Etymology and Terms 
The word "Badak" is originated from Badak natural gas field in Samberah, Nilam and Mutiara fields in district of Muara Badak, East Kutai Regency; near Mahakam delta river.

There are several references to PT Badak NGL. Among them are "LNG Badak", "PT Badak NGL", "PT Badak NGL Co.", "Badak LNG".

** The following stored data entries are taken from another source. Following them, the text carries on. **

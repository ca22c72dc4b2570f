//! # Ember Memory Management
//!
//! Allocation lifecycle: allocations, the backing-allocator seam, reuse
//! pools, residency sets and the completion tag.
//!
//! ## Architecture
//!
//! ```text
//! ┌─────────────────────────────────────────────────────────────────┐
//! │                      Ember Memory System                        │
//! │                                                                 │
//! │  ┌───────────────────────────────────────────────────────────┐  │
//! │  │                     MemoryManager                         │  │
//! │  │   (temporary + reusable pools, context tag registry)      │  │
//! │  └───────────────────────────────────────────────────────────┘  │
//! │             │                                  │                │
//! │  ┌──────────┴──────────┐           ┌───────────┴────────────┐   │
//! │  │  Arc<Allocation>    │           │  ResidencyTracker      │   │
//! │  │  (per-context       │◄──────────│  (per engine, no lock) │   │
//! │  │   markers, RAII)    │           └────────────────────────┘   │
//! │  └──────────┬──────────┘                                        │
//! │  ┌──────────┴────────────────────────────────────────────────┐  │
//! │  │        BackingAllocator (host memory + VA spaces)         │  │
//! │  └───────────────────────────────────────────────────────────┘  │
//! └─────────────────────────────────────────────────────────────────┘
//! ```
//!
//! ## Retirement
//!
//! An allocation may be reused or freed only after the device has retired
//! the last submission that referenced it in every context. Pools keep
//! unretired entries and skip them on lookup; nothing here waits.

#![cfg_attr(not(feature = "std"), no_std)]
#![deny(unsafe_op_in_unsafe_fn)]
#![warn(missing_docs)]
#![warn(clippy::all)]

extern crate alloc;

pub mod address_space;
pub mod allocation;
pub mod backing;
pub mod list;
pub mod manager;
pub mod residency;
pub mod tag;

// Re-exports
pub use address_space::AddressSpace;
pub use allocation::{Allocation, AllocationKind, AllocationRequest};
pub use backing::{BackingAllocator, BackingMemory, HostMemoryBacking};
pub use list::{AllocationList, PoolKind};
pub use manager::{ManagerConfig, ManagerStats, MemoryManager};
pub use residency::ResidencyTracker;
pub use tag::CompletionTag;
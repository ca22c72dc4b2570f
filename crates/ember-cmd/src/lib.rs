//! # Ember Command Submission
//!
//! Growable command streams and indirect heaps, batch buffers, and the
//! command stream receiver that turns them into submissions.
//!
//! ## Architecture
//!
//! ```text
//! ┌─────────────────────────────────────────────────────────────────┐
//! │                    CommandStreamReceiver<B>                     │
//! │                                                                 │
//! │  ┌──────────────┐  ┌────────────────────┐  ┌─────────────────┐  │
//! │  │ LinearStream │  │ IndirectHeap x4    │  │ ResidencyTracker│  │
//! │  │ (commands)   │  │ (dsh/ioh/ssh/gsh)  │  │ (ember-mem)     │  │
//! │  └──────┬───────┘  └─────────┬──────────┘  └────────┬────────┘  │
//! │         └──────────────┬─────┴──────────────────────┘           │
//! │                  ┌─────┴───────┐     ┌──────────────────────┐   │
//! │                  │ BatchBuffer │────►│ SubmissionAggregator │   │
//! │                  └─────┬───────┘     │ (batched dispatch)   │   │
//! │                        │             └──────────┬───────────┘   │
//! │                  ┌─────┴────────────────────────┴───────────┐   │
//! │                  │          SubmissionBackend (B)           │   │
//! │                  └──────────────────────────────────────────┘   │
//! └─────────────────────────────────────────────────────────────────┘
//!              │ Arc<MemoryManager>            ▲ CompletionTag
//!              ▼                               │ (written by device)
//! ```
//!
//! ## Counters
//!
//! | Counter          | Advanced by                          |
//! |------------------|--------------------------------------|
//! | `task_count`     | every accepted flush                 |
//! | `latest_sent`    | every accepted flush                 |
//! | `latest_flushed` | hand-off to the hardware             |
//! | tag value        | the device, on retirement            |
//!
//! In immediate dispatch all three host counters move together.

#![cfg_attr(not(feature = "std"), no_std)]
#![deny(unsafe_op_in_unsafe_fn)]
#![warn(missing_docs)]
#![warn(clippy::all)]

extern crate alloc;

pub mod batch;
pub mod config;
pub mod heap;
pub mod receiver;
pub mod stream;
pub mod submit;

// Re-exports
pub use batch::{BatchBuffer, BatchFlags, ChainedSegment, PendingBatch, SubmissionAggregator};
pub use config::{DispatchMode, EngineConfig};
pub use heap::{HeapKind, IndirectHeap};
pub use receiver::CommandStreamReceiver;
pub use stream::LinearStream;
pub use submit::{SoftwareBackend, SubmissionBackend, SubmissionRecord};
//! # Ember Core
//!
//! Foundational types, errors, and synchronization primitives shared by the
//! allocation lifecycle layer and the command submission layer.
//!
//! ## Architecture
//!
//! ```text
//! ┌─────────────────────────────────────────────────────────────┐
//! │                      ember-core                             │
//! │  ┌─────────────┐  ┌─────────────┐  ┌─────────────────────┐  │
//! │  │   Types     │  │   Memory    │  │     Sync            │  │
//! │  │ (GpuAddr,   │  │ (AllocFlags,│  │  (TagWord, Clock,   │  │
//! │  │  TaskCount) │  │  VaRange)   │  │   wait_for)         │  │
//! │  └─────────────┘  └─────────────┘  └─────────────────────┘  │
//! │                   ┌─────────────────────┐                   │
//! │                   │       Error         │                   │
//! │                   └─────────────────────┘                   │
//! └─────────────────────────────────────────────────────────────┘
//! ```
//!
//! Everything above this crate compares submission numbers ([`TaskCount`])
//! against a single device-written tag word. The helpers in [`sync`] are the
//! only place where the host blocks on that word.

#![cfg_attr(not(feature = "std"), no_std)]
#![deny(unsafe_op_in_unsafe_fn)]
#![warn(missing_docs)]
#![warn(clippy::all)]

extern crate alloc;

// =============================================================================
// MODULE EXPORTS
// =============================================================================

pub mod error;
pub mod memory;
pub mod sync;
pub mod types;

// Re-exports for convenience
pub use error::{AllocationStatus, Error, Result};
pub use memory::{AddressingMode, AllocFlags, MemoryConstants, VaRange};
pub use types::*;
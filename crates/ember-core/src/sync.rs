//! # Synchronization Primitives
//!
//! The completion tag word, wall clocks, and the polling helpers every
//! blocking operation goes through.
//!
//! The device signals progress by writing a monotonically increasing value
//! to a single word of host-visible memory. Nothing here sleeps: waits spin
//! on that word, optionally bounded by a monotonic clock. Swapping the
//! [`CompletionWaiter`] is the hook for interrupt-driven waits.

use core::fmt;
use core::ptr::NonNull;
use core::sync::atomic::{AtomicU32, Ordering};
use core::time::Duration;

use crate::types::*;

// =============================================================================
// TAG WORD
// =============================================================================

/// Host view of the device-written completion tag
///
/// Retirement of submission `n` is `value() >= n`. The word is read with
/// acquire ordering so that everything the device wrote before the tag is
/// visible once the tag is observed.
pub struct TagWord {
    /// GPU address the device writes to
    gpu_addr: GpuAddr,
    /// CPU mapping of the same word
    cpu_ptr: NonNull<AtomicU32>,
}

impl TagWord {
    /// Create a view over a tag word
    ///
    /// # Safety
    /// - `cpu_ptr` must be valid for reads and writes of a `u32`, aligned to 4
    ///   bytes, and stay valid for the lifetime of the returned view
    /// - `gpu_addr` must map the same word for the device
    pub unsafe fn new(gpu_addr: GpuAddr, cpu_ptr: NonNull<u8>) -> Self {
        Self {
            gpu_addr,
            cpu_ptr: cpu_ptr.cast(),
        }
    }

    /// Get GPU address
    #[inline]
    pub fn gpu_addr(&self) -> GpuAddr {
        self.gpu_addr
    }

    #[inline]
    fn word(&self) -> &AtomicU32 {
        // SAFETY: validity and alignment guaranteed by constructor contract
        unsafe { self.cpu_ptr.as_ref() }
    }

    /// Current tag value
    #[inline]
    pub fn value(&self) -> TaskCount {
        self.word().load(Ordering::Acquire)
    }

    /// Whether submission `task_count` has retired
    #[inline]
    pub fn is_retired(&self, task_count: TaskCount) -> bool {
        self.value() >= task_count
    }

    /// Write the tag from the host
    ///
    /// Used to seed the initial value and by software backends standing in
    /// for the device.
    #[inline]
    pub fn signal(&self, value: TaskCount) {
        self.word().store(value, Ordering::Release);
    }
}

impl fmt::Debug for TagWord {
    fn fmt(&self, f: &mut fmt::Formatter<'_>) -> fmt::Result {
        f.debug_struct("TagWord")
            .field("gpu_addr", &self.gpu_addr)
            .field("value", &self.value())
            .finish()
    }
}

// SAFETY: the word is only accessed through atomics
unsafe impl Send for TagWord {}
// SAFETY: the word is only accessed through atomics
unsafe impl Sync for TagWord {}

// =============================================================================
// CLOCKS
// =============================================================================

/// Monotonic time source for bounded waits
pub trait Clock: Send + Sync {
    /// Opaque point in time
    type Instant: Copy;

    /// Current time
    fn now(&self) -> Self::Instant;

    /// Time elapsed since `start`
    fn elapsed(&self, start: Self::Instant) -> Duration;
}

/// Wall clock backed by `std::time::Instant`
#[cfg(feature = "std")]
#[derive(Debug, Clone, Copy, Default)]
pub struct MonotonicClock;

#[cfg(feature = "std")]
impl Clock for MonotonicClock {
    type Instant = std::time::Instant;

    #[inline]
    fn now(&self) -> Self::Instant {
        std::time::Instant::now()
    }

    #[inline]
    fn elapsed(&self, start: Self::Instant) -> Duration {
        start.elapsed()
    }
}

// =============================================================================
// POLLING
// =============================================================================

/// Spin until `condition` holds or `timeout` elapses
///
/// Returns `true` if the condition was observed. A `None` timeout polls
/// forever. The condition is evaluated once more after the deadline so a
/// value that landed during the last spin still counts.
pub fn wait_for<C, F>(clock: &C, timeout: Option<Duration>, mut condition: F) -> bool
where
    C: Clock + ?Sized,
    F: FnMut() -> bool,
{
    if condition() {
        return true;
    }

    let Some(timeout) = timeout else {
        while !condition() {
            core::hint::spin_loop();
        }
        return true;
    };

    let start = clock.now();
    loop {
        if condition() {
            return true;
        }
        if clock.elapsed(start) >= timeout {
            return condition();
        }
        core::hint::spin_loop();
    }
}

// =============================================================================
// COMPLETION WAITERS
// =============================================================================

/// Strategy for blocking until the tag reaches a submission number
pub trait CompletionWaiter: Send + Sync + fmt::Debug {
    /// Wait for `tag >= target`; `false` means the timeout elapsed first
    fn wait(&self, tag: &TagWord, target: TaskCount, timeout: Option<Duration>) -> bool;
}

/// Busy-polling waiter
#[derive(Debug, Clone, Copy, Default)]
pub struct PollingWaiter<C> {
    clock: C,
}

impl<C: Clock> PollingWaiter<C> {
    /// Create a waiter over `clock`
    pub const fn new(clock: C) -> Self {
        Self { clock }
    }
}

impl<C: Clock + fmt::Debug> CompletionWaiter for PollingWaiter<C> {
    fn wait(&self, tag: &TagWord, target: TaskCount, timeout: Option<Duration>) -> bool {
        wait_for(&self.clock, timeout, || tag.is_retired(target))
    }
}

static_assertions::assert_impl_all!(TagWord: Send, Sync);

#[cfg(test)]
mod tests {
    use super::*;
    use core::sync::atomic::AtomicU64;

    /// Clock that advances one millisecond per reading
    #[derive(Debug, Default)]
    struct SteppingClock {
        ticks: AtomicU64,
    }

    impl Clock for SteppingClock {
        type Instant = u64;

        fn now(&self) -> u64 {
            self.ticks.fetch_add(1, Ordering::Relaxed)
        }

        fn elapsed(&self, start: u64) -> Duration {
            Duration::from_millis(self.now() - start)
        }
    }

    fn tag_over(word: &AtomicU32) -> TagWord {
        let ptr = NonNull::from(word).cast::<u8>();
        // SAFETY: word outlives the view in every test
        unsafe { TagWord::new(GpuAddr::new(0x1000), ptr) }
    }

    #[test]
    fn test_tag_word_retirement() {
        let word = AtomicU32::new(INITIAL_HARDWARE_TAG);
        let tag = tag_over(&word);
        assert!(tag.is_retired(0));
        assert!(!tag.is_retired(1));
        tag.signal(5);
        assert_eq!(tag.value(), 5);
        assert!(tag.is_retired(5));
        assert!(!tag.is_retired(6));
    }

    #[test]
    fn test_wait_for_times_out() {
        let clock = SteppingClock::default();
        let mut polls = 0;
        let observed = wait_for(&clock, Some(Duration::from_millis(10)), || {
            polls += 1;
            false
        });
        assert!(!observed);
        assert!(polls > 1);
    }

    #[test]
    fn test_wait_for_immediate() {
        let clock = SteppingClock::default();
        assert!(wait_for(&clock, Some(Duration::ZERO), || true));
        assert_eq!(clock.ticks.load(Ordering::Relaxed), 0);
    }

    #[test]
    fn test_polling_waiter() {
        let word = AtomicU32::new(3);
        let tag = tag_over(&word);
        let waiter = PollingWaiter::new(SteppingClock::default());
        assert!(waiter.wait(&tag, 3, None));
        assert!(!waiter.wait(&tag, 4, Some(Duration::from_millis(5))));
    }

    #[cfg(feature = "std")]
    #[test]
    fn test_wait_observes_other_thread() {
        use std::sync::Arc;

        let word = Arc::new(AtomicU32::new(0));
        let writer = {
            let word = Arc::clone(&word);
            std::thread::spawn(move || {
                std::thread::sleep(Duration::from_millis(5));
                word.store(7, Ordering::Release);
            })
        };

        let tag = tag_over(&word);
        let waiter = PollingWaiter::new(MonotonicClock);
        assert!(waiter.wait(&tag, 7, Some(Duration::from_secs(5))));
        writer.join().unwrap();
    }
}
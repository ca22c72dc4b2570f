//! # Batch Buffers
//!
//! A finished slice of a command stream on its way to the hardware, and the
//! queue batched dispatch keeps them in until they are sent.

use alloc::collections::VecDeque;
use alloc::sync::Arc;
use alloc::vec::Vec;

use ember_core::{EngineType, GpuAddr, TaskCount};
use ember_mem::Allocation;

bitflags::bitflags! {
    /// Batch submission flags
    #[derive(Debug, Clone, Copy, PartialEq, Eq, Hash, Default)]
    pub struct BatchFlags: u32 {
        /// Make host writes coherent before the device reads
        const REQUIRES_COHERENCY = 1 << 0;
        /// Submit at low priority
        const LOW_PRIORITY = 1 << 1;
        /// Commands continue in chained segments
        const CHAINED = 1 << 2;
    }
}

/// A later piece of a batch, in a backing the stream moved to
#[derive(Debug, Clone)]
pub struct ChainedSegment {
    /// Allocation holding the commands
    pub command_buffer: Arc<Allocation>,
    /// End of the commands; segments start at offset 0
    pub used_size: usize,
}

/// A command buffer slice ready for submission
///
/// When the command stream was rebacked while the batch was being written,
/// the commands continue in `chain`, executed in order after the first
/// slice.
#[derive(Debug, Clone)]
pub struct BatchBuffer {
    /// Allocation holding the commands
    pub command_buffer: Arc<Allocation>,
    /// Offset of the first command
    pub start_offset: usize,
    /// End of the commands (exclusive offset)
    pub used_size: usize,
    /// Continuations in later backings
    pub chain: Vec<ChainedSegment>,
    /// Target engine
    pub engine: EngineType,
    /// Submission number; assigned when the batch is flushed
    pub task_count: TaskCount,
    /// Submission flags
    pub flags: BatchFlags,
}

impl BatchBuffer {
    /// Batch over `[start_offset, used_size)` of `command_buffer`
    pub fn new(
        command_buffer: Arc<Allocation>,
        start_offset: usize,
        used_size: usize,
        engine: EngineType,
    ) -> Self {
        Self {
            command_buffer,
            start_offset,
            used_size,
            chain: Vec::new(),
            engine,
            task_count: 0,
            flags: BatchFlags::empty(),
        }
    }

    /// With flags
    pub fn with_flags(mut self, flags: BatchFlags) -> Self {
        self.flags = flags;
        self
    }

    /// Continue the batch at the start of `command_buffer`
    pub fn push_segment(&mut self, command_buffer: Arc<Allocation>, used_size: usize) {
        self.chain.push(ChainedSegment {
            command_buffer,
            used_size,
        });
        self.flags |= BatchFlags::CHAINED;
    }

    /// Every allocation holding commands of this batch
    pub fn command_buffers(&self) -> impl Iterator<Item = &Arc<Allocation>> + '_ {
        core::iter::once(&self.command_buffer).chain(self.chain.iter().map(|s| &s.command_buffer))
    }

    /// Device address of the first command
    pub fn gpu_start(&self) -> GpuAddr {
        self.command_buffer.gpu_addr().offset(self.start_offset as u64)
    }

    /// Command bytes across the first slice and every segment
    pub fn len(&self) -> usize {
        let first = self.used_size.saturating_sub(self.start_offset);
        first + self.chain.iter().map(|s| s.used_size).sum::<usize>()
    }

    /// Whether the slice is empty
    pub fn is_empty(&self) -> bool {
        self.len() == 0
    }
}

// =============================================================================
// SUBMISSION AGGREGATOR
// =============================================================================

/// A recorded flush awaiting hand-off
#[derive(Debug)]
pub struct PendingBatch {
    /// The batch, with its submission number set
    pub batch: BatchBuffer,
    /// Residency list captured at flush time
    pub residency: Vec<Arc<Allocation>>,
}

/// FIFO of recorded flushes for batched dispatch
#[derive(Debug, Default)]
pub struct SubmissionAggregator {
    pending: VecDeque<PendingBatch>,
}

impl SubmissionAggregator {
    /// Create an empty aggregator
    pub const fn new() -> Self {
        Self {
            pending: VecDeque::new(),
        }
    }

    /// Record a flush
    pub fn record(&mut self, batch: BatchBuffer, residency: Vec<Arc<Allocation>>) {
        log::trace!(
            "recording batch {} ({} bytes, {} resident)",
            batch.task_count,
            batch.len(),
            residency.len()
        );
        self.pending.push_back(PendingBatch { batch, residency });
    }

    /// Oldest recorded flush
    pub fn front(&self) -> Option<&PendingBatch> {
        self.pending.front()
    }

    /// Remove the oldest recorded flush
    pub fn pop_front(&mut self) -> Option<PendingBatch> {
        self.pending.pop_front()
    }

    /// Number of recorded flushes
    pub fn pending_count(&self) -> usize {
        self.pending.len()
    }

    /// Whether nothing is recorded
    pub fn is_empty(&self) -> bool {
        self.pending.is_empty()
    }

    /// Highest recorded submission number
    pub fn last_task_count(&self) -> Option<TaskCount> {
        self.pending.back().map(|p| p.batch.task_count)
    }
}

#[cfg(test)]
mod tests {
    use super::*;
    use ember_core::ByteSize;
    use ember_mem::{AllocationKind, MemoryManager};

    #[test]
    fn test_batch_geometry() {
        let manager = MemoryManager::with_host_memory();
        let cs = manager
            .allocate(ByteSize::KIB_4, 0, AllocationKind::LinearStream)
            .unwrap();
        let base = cs.gpu_addr();
        let batch = BatchBuffer::new(cs, 64, 192, EngineType::Render)
            .with_flags(BatchFlags::LOW_PRIORITY);
        assert_eq!(batch.gpu_start(), base.offset(64));
        assert_eq!(batch.len(), 128);
        assert!(batch.flags.contains(BatchFlags::LOW_PRIORITY));
    }

    #[test]
    fn test_chained_segments_add_up() {
        let manager = MemoryManager::with_host_memory();
        let first = manager
            .allocate(ByteSize::KIB_4, 0, AllocationKind::LinearStream)
            .unwrap();
        let second = manager
            .allocate(ByteSize::KIB_64, 0, AllocationKind::LinearStream)
            .unwrap();
        let second_id = second.id();

        let mut batch = BatchBuffer::new(first, 1000, 4000, EngineType::Render);
        assert!(!batch.flags.contains(BatchFlags::CHAINED));
        batch.push_segment(second, 96);
        assert!(batch.flags.contains(BatchFlags::CHAINED));
        assert_eq!(batch.len(), 3096);
        let ids: Vec<_> = batch.command_buffers().map(|a| a.id()).collect();
        assert_eq!(ids.len(), 2);
        assert_eq!(ids[1], second_id);
    }

    #[test]
    fn test_aggregator_is_fifo() {
        let manager = MemoryManager::with_host_memory();
        let cs = manager
            .allocate(ByteSize::KIB_4, 0, AllocationKind::LinearStream)
            .unwrap();
        let mut aggregator = SubmissionAggregator::new();
        for task_count in 1..=3 {
            let mut batch = BatchBuffer::new(Arc::clone(&cs), 0, 64, EngineType::Compute);
            batch.task_count = task_count;
            aggregator.record(batch, Vec::new());
        }
        assert_eq!(aggregator.pending_count(), 3);
        assert_eq!(aggregator.last_task_count(), Some(3));
        assert_eq!(aggregator.pop_front().unwrap().batch.task_count, 1);
        assert_eq!(aggregator.front().unwrap().batch.task_count, 2);
    }
}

 The term of "PT Badak NGL" is officially registered on the company deed and in the 1990 - 2000 era the word "co." Was often added which stands for "corporation". This terminology is always used in legal / legal activities, official, and related to contracts.
 The term of "LNG Badak" is more often used when a sports event that represents the name of the company, for example: Bontang LNG Badak Volleyball Team (BLB).
 Badak LNG is a new terminology popularized and listed in the new PT Badak NGL corporate identity. The mention of "Badak LNG" is considered more familiar in international because other companies use terminology with this format. The format of this terminology is often used when establishing contracts or 'agreements' with parties from abroad or internationally.

History

Discovery of LNG (1972-1974) 
The Badak LNG project began when Huffco (now Virginia Indonesia Company - VICO), an oil and gas contracting company with PSC at Pertamina, managed to find a giant natural gas reserve in the Muara Badak complex field (Samberah, Nilam and Mutiara fields), East Kalimantan in February 1972, after the discovery of similar giant natural gas reserves in the Arun field, Aceh by Exxon Mobil.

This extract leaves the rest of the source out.